Nickel is ubiquitous in natural environments and industrial commodities. Human exposure to nickel occurs through various pathways, including dietary ingestion, inhalation of airborne particulate matter, and direct dermal contact with alloyed substances [9, 10]. Regardless of the mechanism of nickel absorption, renal excretion is the primary route for eliminating this metal [11]. Consequently, urinary nickel levels could serve as a fundamental metric in assessing and quantifying the extent of nickel exposure across various populations [12]. Previous research has demonstrated that nickel influences various aspects of human metabolism, such as the metabolism of uric acid (UA) and glucose [12,13,14]. Specifically, exposure to nickel can trigger abnormal glucose metabolism and increase the risk of diabetes [12, 13]. Yang et al. revealed that occupational workers with prolonged nickel exposure exhibited gut microbiota alterations and developed UA metabolism disorders compared to individuals without such exposure [14]. Metabolic abnormalities, particularly glucose metabolism disorders and insulin resistance, are well-established as closely associated with the occurrence of MASLD [15, 16]. In the state of insulin resistance, the inhibitory effect of insulin on hepatic gluconeogenesis is impaired, de novo lipogenesis in the liver is abnormally enhanced, and free fatty acids from peripheral adipose tissue breakdown increase, all of which contribute to the liver’s inability to maintain glucose homeostasis and the accumulation of lipids [17]. Therefore, the above evidence suggests a potential link between nickel exposure and MASLD. Nevertheless, there is currently a lack of direct research elucidating the intricate relationship between nickel and MASLD.

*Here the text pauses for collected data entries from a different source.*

#[test]
fn abutting_loops_share_their_paragraph() {
    let body = [
        p(&simple("xs:each(x)")),
        p(&simple("=x")),
        p(&format!("{}{}", simple("xs:endEach"), simple("ys:each(y)"))),
        p(&simple("=y")),
        p(&simple("ys:endEach")),
    ]
    .concat();
    let mut env = context(vec![
        ("xs", vec![1i64, 2].into()),
        ("ys", vec![3i64].into()),
    ]);
    let out = render(&body, &mut env);
    assert_eq!(paragraphs(&out), vec!["1", "2", "3"]);
    assert!(!out.contains("MERGEFIELD"));
}

#[test]
fn paragraph_block_end_next_to_inline_block_keeps_paragraph() {
    let body = [
        p(&simple("a:if")),
        p(&run("A")),
        p(&format!(
            "{}{}{}{}",
            simple("a:endIf"),
            simple("b:if"),
            run("B"),
            simple("b:endIf")
        )),
    ]
    .concat();
    let out = render(&body, &mut context(vec![("a", true.into()), ("b", true.into())]));
    assert_eq!(paragraphs(&out), vec!["A", "B"]);
    assert!(!out.contains("MERGEFIELD"));
}

// --- Comments, images ---

#[test]
fn comment_blocks_are_removed_with_empty_context() {
    let body = format!(
        "{}{}{}{}",
        p(&simple("comment")),
        p(&format!("{}{}", run("note to self "), simple("=anything"))),
        p(&simple("endComment")),
        p(&run("visible")),
    );
    let out = render(&body, &mut Environment::default());
    assert_eq!(paragraphs(&out), vec!["visible"]);
}

#[test]
fn image_block_retargets_picture() {
    let drawing = concat!(
        r#"<w:r><w:drawing><pic:pic><pic:nvPicPr><pic:cNvPr id="1" name="placeholder.png"/></pic:nvPicPr>"#,
        r#"<pic:blipFill><a:blip r:embed="rId5"/></pic:blipFill></pic:pic></w:drawing></w:r>"#,
    );
    let body = format!(
        "{}{}{}",
        p(&simple("@logo:start")),
        p(drawing),
        p(&simple("@logo:end")),
    );
    let logo = RuntimeValue::content(Image::new("logo.png", vec![0x89, 0x50, 0x4e, 0x47]));
    let out = render(&body, &mut context(vec![("logo", logo)]));

    assert!(out.contains(r#"name="logo.png""#));
    assert!(out.contains(r#"r:embed="rIdDocmerge1""#));
    assert!(!out.contains("MERGEFIELD"));
    assert_eq!(out.matches("<w:p").count(), 3);
}

#[test]
fn image_block_without_image_keeps_placeholder() {
    let drawing = r#"<w:r><w:drawing><a:blip r:embed="rId5"/></w:drawing></w:r>"#;
    let body = p(&format!(
        "{}{}{}",
        simple("@logo:start"),
        drawing,
        simple("@logo:end"),
    ));
    let out = render(&body, &mut Environment::default());
    assert!(out.contains(r#"r:embed="rId5""#));
    assert!(!out.contains("MERGEFIELD"));
}

#[test]
fn image_with_assigned_rid_is_not_registered() {
    let drawing = r#"<w:r><w:drawing><a:blip r:embed="rId5"/></w:drawing></w:r>"#;
    let body = p(&format!("{}{}{}", simple("@logo:start"), drawing, simple("@logo:end")));
    let logo = RuntimeValue::content(Image::new("logo.png", Vec::new()).with_rid("rId42"));
    let out = render(&body, &mut context(vec![("logo", logo)]));
    assert!(out.contains(r#"r:embed="rId42""#));
}
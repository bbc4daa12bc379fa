use std::fs;
use std::path::Path;

use docmerge::document::{Document, NodeId, names};
use docmerge::field::scanner::scan_fields;
use docmerge::parser::Parser;
use tracing::{debug, info};

use crate::builder::OperationBuilder;
use crate::environment::Environment;
use crate::error::DiagnosticError;
use crate::handler::HandlerRegistry;

/// Expands the merge fields of document parts.
#[derive(Debug)]
pub struct Processor {
    registry: HandlerRegistry,
}

impl Default for Processor {
    fn default() -> Self {
        Processor::new(HandlerRegistry::with_defaults())
    }
}

impl Processor {
    pub fn new(registry: HandlerRegistry) -> Self {
        Processor { registry }
    }

    pub fn registry(&self) -> &HandlerRegistry {
        &self.registry
    }

    pub fn registry_mut(&mut self) -> &mut HandlerRegistry {
        &mut self.registry
    }

    /// Expand every directive in `document` in place, then repair the
    /// structure the expansion may have emptied out.
    pub fn process(&self, document: &mut Document, env: &mut Environment) -> Result<(), DiagnosticError> {
        let root = document.root();
        run(document, root, env, &self.registry)?;
        fill_empty_table_cells(document, root);
        info!(nodes = document.len(), "part processed");
        Ok(())
    }

    /// Parse, process and serialize one part.
    pub fn process_xml(&self, xml: &str, env: &mut Environment) -> Result<String, DiagnosticError> {
        self.process_source(xml, 0, env)
    }

    /// Like [`process_xml`](Self::process_xml), tagging diagnostics with `source_id`.
    pub fn process_source(
        &self,
        xml: &str,
        source_id: usize,
        env: &mut Environment,
    ) -> Result<String, DiagnosticError> {
        let mut document = Parser::new(xml.to_string(), source_id).parse()?;
        self.process(&mut document, env)
            .map_err(|e| e.with_source(source_id))?;
        Ok(document.to_xml())
    }

    /// Read a part from `input`, process it and write the result to `output`.
    pub fn process_part_file(
        &self,
        input: &Path,
        output: &Path,
        env: &mut Environment,
    ) -> Result<(), DiagnosticError> {
        let xml = fs::read_to_string(input)?;
        let result = self.process_xml(&xml, env)?;
        fs::write(output, result)?;
        info!(input = %input.display(), output = %output.display(), "part written");
        Ok(())
    }
}

/// Scan, build and evaluate the directives below `root`.
pub(crate) fn run(
    document: &mut Document,
    root: NodeId,
    env: &mut Environment,
    registry: &HandlerRegistry,
) -> Result<(), DiagnosticError> {
    let fields = scan_fields(document, root);
    if fields.is_empty() {
        return Ok(());
    }

    let statements = OperationBuilder::new(document, registry, fields).build()?;
    debug!(statements = statements.len(), depth = env.depth(), "evaluating");
    for statement in &statements {
        statement.evaluate(document, env, registry)?;
    }
    Ok(())
}

/// Give every table cell left without a paragraph an empty one.
pub fn fill_empty_table_cells(document: &mut Document, root: NodeId) {
    let cells: Vec<NodeId> = document
        .descendants(root)
        .into_iter()
        .filter(|n| document.is_element(*n, names::TABLE_CELL))
        .collect();

    for cell in cells {
        let has_paragraph = document
            .element_children(cell)
            .any(|c| document.is_element(c, names::PARAGRAPH));
        if !has_paragraph {
            debug!(cell = cell.index(), "filling empty table cell");
            let paragraph = document.create_element(names::PARAGRAPH);
            document.append_child(cell, paragraph);
        }
    }
}
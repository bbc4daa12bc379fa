use std::ops::Range;

use codespan_reporting::diagnostic::{Diagnostic, Label, Severity};

/// XML reading errors with source location information.
#[derive(Debug, Clone, thiserror::Error)]
#[error("{message}")]
pub struct ParseError {
    pub message: String,
    pub span: Range<usize>,
    pub file_id: usize,
    pub severity: Severity,
    pub notes: Vec<String>,
}

impl ParseError {
    pub fn error(message: impl Into<String>, span: Range<usize>, file_id: usize) -> Self {
        ParseError {
            message: message.into(),
            span,
            file_id,
            severity: Severity::Error,
            notes: Vec::new(),
        }
    }

    pub fn with_note(mut self, note: impl Into<String>) -> Self {
        self.notes.push(note.into());
        self
    }

    /// Convert to a codespan-reporting Diagnostic for display.
    pub fn to_diagnostic(&self) -> Diagnostic<usize> {
        Diagnostic::new(self.severity)
            .with_message(&self.message)
            .with_labels(vec![Label::primary(self.file_id, self.span.clone())])
            .with_notes(self.notes.clone())
    }
}
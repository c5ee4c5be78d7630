//! Summary statistics over a finished score distribution.
//!
//! Computed directly from the frequency counts (no per-participant score
//! vector is kept): mean, population std-dev, min/max, and median, plus the
//! binomial raw mean echoed from the config for sanity checks against the
//! empirical mean.

use serde::Serialize;

use crate::config::QuizConfig;

use super::distribution::FrequencyDistribution;

#[derive(Debug, Serialize)]
pub struct ScoreStatistics {
    pub num_participants: u64,
    pub mean: f64,
    pub std_dev: f64,
    pub min: u32,
    pub max: u32,
    pub median: u32,
    /// Binomial mean `num_questions / num_options` of the raw count, before
    /// the knowledge shift.
    pub expected_raw_mean: f64,
}

/// Compute summary statistics, or `None` for an empty distribution.
pub fn compute_statistics(
    config: &QuizConfig,
    distribution: &FrequencyDistribution,
) -> Option<ScoreStatistics> {
    let num_participants = distribution.num_participants();
    if num_participants == 0 {
        return None;
    }
    let n = num_participants as f64;

    let sum: f64 = distribution
        .iter()
        .map(|(score, count)| score as f64 * count as f64)
        .sum();
    let mean = sum / n;

    let variance: f64 = distribution
        .iter()
        .map(|(score, count)| (score as f64 - mean).powi(2) * count as f64)
        .sum::<f64>()
        / n;

    // Median: the score of the participant at sorted index n/2.
    let target = num_participants / 2 + 1;
    let mut cumulative = 0u64;
    let mut median = 0u32;
    for (score, count) in distribution.iter() {
        cumulative += count;
        if cumulative >= target {
            median = score;
            break;
        }
    }

    Some(ScoreStatistics {
        num_participants,
        mean,
        std_dev: variance.sqrt(),
        min: distribution.min_score()?,
        max: distribution.max_score()?,
        median,
        expected_raw_mean: config.expected_raw_mean(),
    })
}

#[cfg(test)]
mod tests {
    use super::*;
    use crate::simulation::distribution::ScoreAggregator;

    fn dist_of(scores: &[u32]) -> FrequencyDistribution {
        let mut agg = ScoreAggregator::new();
        for &s in scores {
            agg.add_score(s);
        }
        agg.into_distribution()
    }

    #[test]
    fn test_empty_yields_none() {
        let config = QuizConfig::default();
        assert!(compute_statistics(&config, &dist_of(&[])).is_none());
    }

    #[test]
    fn test_basic_statistics() {
        let config = QuizConfig::new(20, 4, 0).unwrap();
        let stats = compute_statistics(&config, &dist_of(&[2, 4, 4, 6])).unwrap();
        assert_eq!(stats.num_participants, 4);
        assert!((stats.mean - 4.0).abs() < 1e-12);
        // Population variance: ((2-4)^2 + 0 + 0 + (6-4)^2) / 4 = 2
        assert!((stats.std_dev - 2.0f64.sqrt()).abs() < 1e-12);
        assert_eq!(stats.min, 2);
        assert_eq!(stats.max, 6);
        assert!((stats.expected_raw_mean - 5.0).abs() < 1e-12);
    }

    #[test]
    fn test_median_odd_count() {
        let config = QuizConfig::default();
        // Sorted scores [1, 1, 3]: index 3/2 = 1 -> 1.
        let stats = compute_statistics(&config, &dist_of(&[3, 1, 1])).unwrap();
        assert_eq!(stats.median, 1);
    }

    #[test]
    fn test_median_even_count() {
        let config = QuizConfig::default();
        // Sorted scores [1, 1, 3, 3]: index 4/2 = 2 -> 3.
        let stats = compute_statistics(&config, &dist_of(&[1, 3, 1, 3])).unwrap();
        assert_eq!(stats.median, 3);
    }

    #[test]
    fn test_single_score() {
        let config = QuizConfig::default();
        let stats = compute_statistics(&config, &dist_of(&[7])).unwrap();
        assert_eq!(stats.min, 7);
        assert_eq!(stats.max, 7);
        assert_eq!(stats.median, 7);
        assert!((stats.mean - 7.0).abs() < 1e-12);
        assert_eq!(stats.std_dev, 0.0);
    }
}
//! Score frequency aggregation.
//!
//! [`ScoreAggregator`] collects a stream of participant scores;
//! [`FrequencyDistribution`] is the finished score → count mapping.
//! A `BTreeMap` keeps iteration sorted by score for display.

use serde::Serialize;
use std::collections::BTreeMap;

/// Accumulates participant scores during a run.
///
/// A fresh aggregator is created per run; there is no removal or reset.
/// Accepts any score — range validity is the caller's responsibility.
#[derive(Debug, Default)]
pub struct ScoreAggregator {
    counts: BTreeMap<u32, u64>,
}

impl ScoreAggregator {
    pub fn new() -> Self {
        Self::default()
    }

    /// Increment the count for `score`, inserting with count 1 when absent.
    pub fn add_score(&mut self, score: u32) {
        *self.counts.entry(score).or_insert(0) += 1;
    }

    /// Snapshot of the distribution so far. Does not mutate the aggregator.
    pub fn distribution(&self) -> FrequencyDistribution {
        FrequencyDistribution {
            counts: self.counts.clone(),
        }
    }

    /// Consume the aggregator, yielding the final distribution.
    pub fn into_distribution(self) -> FrequencyDistribution {
        FrequencyDistribution {
            counts: self.counts,
        }
    }
}

/// Mapping from score to the number of participants who achieved it.
///
/// Invariant: counts are strictly positive and sum to the number of
/// participants aggregated.
#[derive(Clone, Debug, Default, PartialEq, Eq, Serialize)]
#[serde(transparent)]
pub struct FrequencyDistribution {
    counts: BTreeMap<u32, u64>,
}

impl FrequencyDistribution {
    /// Count for one score (0 when the score never occurred).
    pub fn count(&self, score: u32) -> u64 {
        self.counts.get(&score).copied().unwrap_or(0)
    }

    /// Total participants aggregated (sum of all counts).
    pub fn num_participants(&self) -> u64 {
        self.counts.values().sum()
    }

    pub fn is_empty(&self) -> bool {
        self.counts.is_empty()
    }

    /// Iterate `(score, count)` pairs in ascending score order.
    pub fn iter(&self) -> impl Iterator<Item = (u32, u64)> + '_ {
        self.counts.iter().map(|(&score, &count)| (score, count))
    }

    pub fn min_score(&self) -> Option<u32> {
        self.counts.keys().next().copied()
    }

    pub fn max_score(&self) -> Option<u32> {
        self.counts.keys().next_back().copied()
    }

    /// Merge a partial distribution by summing counts per score.
    ///
    /// Supports combining shards simulated with independent random streams.
    pub fn merge(&mut self, other: &FrequencyDistribution) {
        for (score, count) in other.iter() {
            *self.counts.entry(score).or_insert(0) += count;
        }
    }
}
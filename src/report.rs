//! Reporting — render or export a finished simulation run.
//!
//! Reporters consume a read-only [`SimulationRun`]; the statistical core has
//! no dependency on presentation. Two implementations are provided: a sorted
//! console histogram and a pretty-printed JSON report file.

use serde::Serialize;
use std::io::{self, Write};
use std::path::Path;

use crate::config::QuizConfig;
use crate::simulation::statistics::{compute_statistics, ScoreStatistics};
use crate::simulation::{FrequencyDistribution, SimulationRun};

/// Consumes a finished run and presents it somewhere.
pub trait DistributionReporter {
    fn report(&mut self, run: &SimulationRun) -> io::Result<()>;
}

// ── Console histogram ───────────────────────────────────────────────

/// Text histogram writer: one row per score that occurred, in ascending
/// score order, with a bar scaled to the most frequent score.
pub struct ConsoleReporter<W: Write> {
    out: W,
    max_bar_width: usize,
}

impl ConsoleReporter<io::Stdout> {
    pub fn stdout() -> Self {
        Self::new(io::stdout())
    }
}

impl<W: Write> ConsoleReporter<W> {
    pub fn new(out: W) -> Self {
        Self {
            out,
            max_bar_width: 50,
        }
    }
}

impl<W: Write> DistributionReporter for ConsoleReporter<W> {
    fn report(&mut self, run: &SimulationRun) -> io::Result<()> {
        writeln!(
            self.out,
            "Score distribution: {} participants, {} questions, {} options, shift {} (scores 0..={})",
            run.num_participants,
            run.config.num_questions,
            run.config.num_options,
            run.config.knowledge_shift,
            run.config.max_score(),
        )?;

        if run.distribution.is_empty() {
            writeln!(self.out, "  (no participants)")?;
            return Ok(());
        }

        let max_count = run.distribution.iter().map(|(_, c)| c).max().unwrap_or(1);
        for (score, count) in run.distribution.iter() {
            let bar_len =
                ((count as f64 / max_count as f64) * self.max_bar_width as f64).round() as usize;
            writeln!(
                self.out,
                "  {:>4} | {:<width$} {}",
                score,
                "#".repeat(bar_len.max(1)),
                count,
                width = self.max_bar_width,
            )?;
        }
        Ok(())
    }
}

// ── JSON export ─────────────────────────────────────────────────────

/// Serializable report bundle: config echo, statistics, and the raw counts.
#[derive(Serialize)]
struct QuizReport<'a> {
    config: &'a QuizConfig,
    num_participants: u64,
    statistics: Option<ScoreStatistics>,
    distribution: &'a FrequencyDistribution,
}

/// Save a run as a pretty-printed JSON report, creating parent directories.
pub fn save_report(run: &SimulationRun, path: &str) -> io::Result<()> {
    let report = QuizReport {
        config: &run.config,
        num_participants: run.num_participants,
        statistics: compute_statistics(&run.config, &run.distribution),
        distribution: &run.distribution,
    };
    if let Some(parent) = Path::new(path).parent() {
        std::fs::create_dir_all(parent)?;
    }
    let json = serde_json::to_string_pretty(&report)?;
    std::fs::write(path, json)
}

/// Reporter that writes the JSON report to a fixed path.
pub struct JsonReporter {
    pub path: String,
}

impl DistributionReporter for JsonReporter {
    fn report(&mut self, run: &SimulationRun) -> io::Result<()> {
        save_report(run, &self.path)
    }
}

To investigate the potential role of nickel in the development of MASLD, we analyzed data from the National Health and Nutrition Examination Survey (NHANES) database to assess the association between nickel exposure and MASLD. Furthermore, we performed a mediation analysis to determine the mediating effects of insulin resistance on this relationship.
Methods
Study population
Our data were derived from the NHANES database. The NHANES is a nationally representative health survey conducted by the National Center for Health Statistics (NCHS) in the United States. The survey aims to investigate and monitor disease and health trends to provide data support for public health policy development. There was only access to nickel levels in 2017–2018 and 2019–2020. Consequently, participants selected from NHANES 2017–2020 were included in this research. In addition, to mitigate potential confounding factors and enhance validity, the following exclusion criteria were applied to choose study population: (a) heavy alcohol consumption [18]; (b) infection with viral hepatitis (including hepatitis B virus surface antigen positive or hepatitis C virus confirmation antibody positive); (c) blood ferritin saturation exceeding 50%; (d) presence of other self-reported liver diseases (including self-reported liver cancer, autoimmune hepatitis); (e) missing urine sample for detection of nickel or levels of nickel below the lower limit of detection; (f) missing information about covariates; (g) possible renal insufficiency identified by serum creatinine (Scr) greater than 133 µmol/L. The detailed process of sample selection is shown in Fig. 1. The NCHS Institutional Review Board has approved NHANES’s investigation, and all participants have provided written informed consent. Our research is an analysis conducted using public resources published by NHANES and therefore does not require submission to an institutional internal review board number.
Nickel exposure
Given the short half-life of nickel in blood, blood nickel levels just reflect recent nickel exposure [19]. In contrast, nickel concentrations in urine samples are a more accurate measure of long-term exposure when exposed to stable conditions. This is due to the urinary excretion of nickel reflects a balance between ongoing exposure and elimination processes [20]. Therefore, this study mainly relied on urinary nickel concentration to represent participants’ nickel exposure levels. Urine specimens from participants were collected at the mobile examination center and subjected to specific processing procedures before transportation to the American Centers for Disease Control and Prevention for analysis. The quantification of urinary nickel concentration was predominantly conducted through inductively coupled plasma mass spectrometry (ICP-MS). The detailed laboratory procedures obtained from the NHANES manual are provided in the supplementary materials.
Definition of MASLD
According to the latest international consensus [5], MASLD is defined by the concurrent presence of hepatic steatosis along with at least one of the five established cardiometabolic risk factors, while simultaneously excluding alternative etiologies for hepatic steatosis. In this study, hepatic steatosis is evaluated utilizing controlled attenuation parameters (CAP), which are acquired through vibration-controlled transient elastography (VCTE). According to the research by Eddowes et al., hepatic steatosis is discerned by a CAP value equal to or exceeding 248 dB/m [21]. Consequently, after the exclusion of other specific factors contributing to hepatic steatosis, the population meeting the above criteria will be defined as MASLD patients.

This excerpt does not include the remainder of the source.